* **Task details**:
For each record below, give an exact transcription.
───── Data provided ─────
use crate::bus::{Notification, Observer};
use crate::focus::Focus;
use input::PhysicalDevice;
use std::sync::Arc;

/// A device that can be taken away from the local desktop.
pub trait Grab: Send + Sync + 'static {
    fn label(&self) -> String;
    fn grab(&self) -> Result<(), input::Error>;
    fn release(&self) -> Result<(), input::Error>;
    fn reopen(&self) -> Result<(), input::Error>;
}

impl Grab for PhysicalDevice {
    fn label(&self) -> String {
        self.path().display().to_string()
    }

    fn grab(&self) -> Result<(), input::Error> {
        PhysicalDevice::grab(self)
    }

    fn release(&self) -> Result<(), input::Error> {
        PhysicalDevice::release(self)
    }

    fn reopen(&self) -> Result<(), input::Error> {
        PhysicalDevice::reopen(self)
    }
}

/// Grabs every device while a remote client has focus and gives them back
/// when focus returns home.
pub struct Grabber<D> {
    devices: Vec<Arc<D>>,
}

impl<D: Grab> Grabber<D> {
    pub fn new(devices: Vec<Arc<D>>) -> Self {
        Self { devices }
    }

    pub fn apply(&self, focus: &Focus) {
        let grab = !focus.is_local();
        for device in &self.devices {
            apply_one(device.as_ref(), grab);
        }
    }
}

fn apply_one<D: Grab>(device: &D, grab: bool) {
    let operation = |device: &D| {
        if grab {
            device.grab()
        } else {
            device.release()
        }
    };

    let err = match operation(device) {
        Ok(()) => return,
        Err(err) => err,
    };

    let verb = if grab { "grab" } else { "release" };
    log::warn!("{}: {} failed, reopening: {}", device.label(), verb, err);

    if let Err(err) = device.reopen().and_then(|()| operation(device)) {
        log::error!("{}: {} failed again: {}", device.label(), verb, err);
    }
}

impl<D: Grab> Observer for Grabber<D> {
    fn on_notification(&mut self, notification: Notification) {
        if let Notification::Focus(focus) = notification {
            self.apply(&focus);
        }
    }
}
─────
* **Exercise output**:
use crate::bus::{Notification, Observer};
use crate::focus::Focus;
use input::PhysicalDevice;
use std::sync::Arc;

/// A device that can be taken away from the local desktop.
pub trait Grab: Send + Sync + 'static {
    fn label(&self) -> String;
    fn grab(&self) -> Result<(), input::Error>;
    fn release(&self) -> Result<(), input::Error>;
    fn reopen(&self) -> Result<(), input::Error>;
}

impl Grab for PhysicalDevice {
    fn label(&self) -> String {
        self.path().display().to_string()
    }

    fn grab(&self) -> Result<(), input::Error> {
        PhysicalDevice::grab(self)
    }

    fn release(&self) -> Result<(), input::Error> {
        PhysicalDevice::release(self)
    }

    fn reopen(&self) -> Result<(), input::Error> {
        PhysicalDevice::reopen(self)
    }
}

/// Grabs every device while a remote client has focus and gives them back
/// when focus returns home.
pub struct Grabber<D> {
    devices: Vec<Arc<D>>,
}

impl<D: Grab> Grabber<D> {
    pub fn new(devices: Vec<Arc<D>>) -> Self {
        Self { devices }
    }

    pub fn apply(&self, focus: &Focus) {
        let grab = !focus.is_local();
        for device in &self.devices {
            apply_one(device.as_ref(), grab);
        }
    }
}

fn apply_one<D: Grab>(device: &D, grab: bool) {
    let operation = |device: &D| {
        if grab {
            device.grab()
        } else {
            device.release()
        }
    };

    let err = match operation(device) {
        Ok(()) => return,
        Err(err) => err,
    };

    let verb = if grab { "grab" } else { "release" };
    log::warn!("{}: {} failed, reopening: {}", device.label(), verb, err);

    if let Err(err) = device.reopen().and_then(|()| operation(device)) {
        log::error!("{}: {} failed again: {}", device.label(), verb, err);
    }
}

impl<D: Grab> Observer for Grabber<D> {
    fn on_notification(&mut self, notification: Notification) {
        if let Notification::Focus(focus) = notification {
            self.apply(&focus);
        }
    }
}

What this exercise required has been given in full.